What is required: Among the entries, how many lines hold the word "viewport"? Respond with that number only.

[[ Records for this exercise open ]]

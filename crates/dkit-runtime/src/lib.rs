#![forbid(unsafe_code)]

//! Runtime: the frame-coalescing change scheduler.
//!
//! # Role in driftkit
//! `dkit-runtime` turns an arbitrary burst of environmental signals into at
//! most one downstream notification per rendering frame. Signals do only
//! cheap payload capture on receipt; the expensive recomputation happens once
//! when the frame fires, no matter how many signals arrived in between.
//!
//! # Primary responsibilities
//! - **ChangeScheduler**: dirty bitmask, typed payload records, subscription
//!   lifecycle, and snapshot dispatch to a single registered handler.
//! - **FramePump**: the host's frame-callback plumbing behind a trait, so
//!   the scheduler can run against a real compositor clock or a hand-cranked
//!   test pump.
//! - **ChangeSnapshot**: the per-frame view of exactly which categories
//!   changed, with their accumulated payloads.
//!
//! # How it fits in the system
//! `dkit-scroll` wraps a `ChangeScheduler` in its `ScrollCoordinator`,
//! re-deriving scroll extents and displacements whenever the SIZE or
//! POSITION categories come up dirty. Hosts implement [`pump::FramePump`]
//! and `dkit_core::EventSource` and forward signals in.

pub mod pump;
pub mod record;
pub mod scheduler;
pub mod snapshot;

pub use pump::{FramePump, FrameRequest};
pub use record::{FrameRecord, InputRecord, OrientationRecord, PositionRecord, SizeRecord};
pub use scheduler::{ChangeScheduler, SchedulerOptions, SignalConfig};
pub use snapshot::ChangeSnapshot;
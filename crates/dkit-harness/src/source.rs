//! Recording event source.

use dkit_core::{EventSource, SignalBinding, SignalKind, SubscribeError, SubscriptionId};

/// An [`EventSource`] that records subscription traffic.
///
/// Optionally rejects a set of signal kinds so error paths can be tested.
#[derive(Debug, Default)]
pub struct RecordingEventSource {
    next_id: u64,
    active: Vec<(SubscriptionId, SignalKind, SignalBinding)>,
    removed: Vec<SubscriptionId>,
    rejected: Vec<SignalKind>,
}

impl RecordingEventSource {
    /// An event source that accepts every signal kind.
    #[must_use]
    pub fn new() -> Self {
        Self::default()
    }

    /// Refuse subscriptions for `kind`.
    #[must_use]
    pub fn rejecting(mut self, kind: SignalKind) -> Self {
        self.rejected.push(kind);
        self
    }

    /// Currently installed subscriptions.
    #[must_use]
    pub fn active(&self) -> &[(SubscriptionId, SignalKind, SignalBinding)] {
        &self.active
    }

    /// The binding installed for `kind`, if any.
    #[must_use]
    pub fn binding_of(&self, kind: SignalKind) -> Option<SignalBinding> {
        self.active
            .iter()
            .find(|(_, k, _)| *k == kind)
            .map(|(_, _, binding)| *binding)
    }

    /// Ids that have been unsubscribed.
    #[must_use]
    pub fn removed(&self) -> &[SubscriptionId] {
        &self.removed
    }
}

impl EventSource for RecordingEventSource {
    fn subscribe(
        &mut self,
        kind: SignalKind,
        binding: &SignalBinding,
    ) -> Result<SubscriptionId, SubscribeError> {
        if self.rejected.contains(&kind) {
            return Err(SubscribeError::Unsupported(kind));
        }
        self.next_id += 1;
        let id = SubscriptionId(self.next_id);
        self.active.push((id, kind, *binding));
        Ok(id)
    }

    fn unsubscribe(&mut self, id: SubscriptionId) {
        self.active.retain(|(active_id, _, _)| *active_id != id);
        self.removed.push(id);
    }
}

#[cfg(test)]
mod tests {
    use super::*;

    #[test]
    fn subscribe_assigns_unique_ids() {
        let mut source = RecordingEventSource::new();
        let a = source
            .subscribe(SignalKind::Scroll, &SignalBinding::viewport())
            .unwrap();
        let b = source
            .subscribe(SignalKind::Resize, &SignalBinding::viewport())
            .unwrap();
        assert_ne!(a, b);
        assert_eq!(source.active().len(), 2);
    }

    #[test]
    fn unsubscribe_removes() {
        let mut source = RecordingEventSource::new();
        let id = source
            .subscribe(SignalKind::Scroll, &SignalBinding::viewport())
            .unwrap();
        source.unsubscribe(id);
        assert!(source.active().is_empty());
        assert_eq!(source.removed(), &[id]);
    }

    #[test]
    fn rejection() {
        let mut source = RecordingEventSource::new().rejecting(SignalKind::Wheel);
        let err = source
            .subscribe(SignalKind::Wheel, &SignalBinding::viewport())
            .unwrap_err();
        assert_eq!(err, SubscribeError::Unsupported(SignalKind::Wheel));
    }
}
//! Dirty-category bitmask.
//!
//! A dirty category is a tagged reason an update is owed. The scheduler ORs
//! categories into a single mask as signals arrive and clears the mask after
//! each dispatch, so an arbitrary burst of signals costs one recomputation
//! per rendering frame.

use std::fmt;

use bitflags::bitflags;

bitflags! {
    /// Categories of state that can be marked dirty between frames.
    ///
    /// `NONE` and `ALL` are absorbing sentinels: the scheduler treats them
    /// with exact-match semantics (the whole mask must equal the sentinel),
    /// while every other value tests membership with a bitwise AND.
    #[derive(Debug, Clone, Copy, PartialEq, Eq, Hash)]
    pub struct DirtyFlags: u32 {
        /// Positions changed (scroll offsets, displacements).
        const POSITION = 1 << 0;
        /// Sizes changed (viewport or content extents).
        const SIZE = 1 << 1;
        /// Layout changed.
        const LAYOUT = 1 << 2;
        /// Logical state changed.
        const STATE = 1 << 3;
        /// Backing data changed.
        const DATA = 1 << 4;
        /// Locale changed.
        const LOCALE = 1 << 5;
        /// Configuration changed.
        const CONFIG = 1 << 6;
        /// Styling changed.
        const STYLE = 1 << 7;
        /// Input devices changed (pointer, wheel, keys).
        const INPUT = 1 << 8;
        /// Device orientation changed.
        const ORIENTATION = 1 << 9;
        /// A frame tick elapsed.
        const FRAME = 1 << 10;
    }
}

impl DirtyFlags {
    /// Nothing is dirty.
    pub const NONE: Self = Self::empty();

    /// Everything is dirty.
    pub const ALL: Self = Self::all();
}

impl Default for DirtyFlags {
    fn default() -> Self {
        Self::NONE
    }
}

impl fmt::Display for DirtyFlags {
    fn fmt(&self, f: &mut fmt::Formatter<'_>) -> fmt::Result {
        if self.is_empty() {
            return write!(f, "NONE");
        }
        if *self == Self::ALL {
            return write!(f, "ALL");
        }

        let mut first = true;
        for (name, _) in self.iter_names() {
            if !first {
                write!(f, "|")?;
            }
            write!(f, "{name}")?;
            first = false;
        }
        Ok(())
    }
}

#[cfg(test)]
mod tests {
    use super::*;

    #[test]
    fn none_is_empty() {
        assert_eq!(DirtyFlags::NONE, DirtyFlags::empty());
        assert_eq!(DirtyFlags::default(), DirtyFlags::NONE);
    }

    #[test]
    fn all_contains_every_category() {
        for flag in [
            DirtyFlags::POSITION,
            DirtyFlags::SIZE,
            DirtyFlags::LAYOUT,
            DirtyFlags::STATE,
            DirtyFlags::DATA,
            DirtyFlags::LOCALE,
            DirtyFlags::CONFIG,
            DirtyFlags::STYLE,
            DirtyFlags::INPUT,
            DirtyFlags::ORIENTATION,
            DirtyFlags::FRAME,
        ] {
            assert!(DirtyFlags::ALL.contains(flag));
        }
    }

    #[test]
    fn categories_are_disjoint_bits() {
        assert!((DirtyFlags::POSITION & DirtyFlags::SIZE).is_empty());
        assert!((DirtyFlags::INPUT & DirtyFlags::ORIENTATION).is_empty());
    }

    #[test]
    fn display_sentinels() {
        assert_eq!(DirtyFlags::NONE.to_string(), "NONE");
        assert_eq!(DirtyFlags::ALL.to_string(), "ALL");
    }

    #[test]
    fn display_joins_names() {
        let flags = DirtyFlags::POSITION | DirtyFlags::SIZE;
        assert_eq!(flags.to_string(), "POSITION|SIZE");
    }

    #[test]
    fn display_single_name() {
        assert_eq!(DirtyFlags::FRAME.to_string(), "FRAME");
    }
}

[[ Records for this exercise closed ]]

Exercise solution: 5